▶ SUPPLIED RECORDS
*** Begin section ***
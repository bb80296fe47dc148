//! Canonical comment records.

/// Sentinel author name for comments with no resolvable author parts.
pub const UNKNOWN_COMMENT_AUTHOR: &str = "Unknown";

/// A comment belonging to exactly one post.
///
/// Comments are fetched per-post on demand and cached on the post; the
/// canonical record keeps the resolved author name and the content.
#[derive(Debug, Clone, PartialEq, Eq)]
pub struct Comment {
    pub author_name: String,
    pub content: String,
}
*** End section ***
▶ ACTION ITEM
Everything from the line holding "pub struct Comment" through the last line of the entries should be retyped exactly, with no other lines.

▶ OUTPUT FOR THIS EXERCISE
pub struct Comment {
    pub author_name: String,
    pub content: String,
}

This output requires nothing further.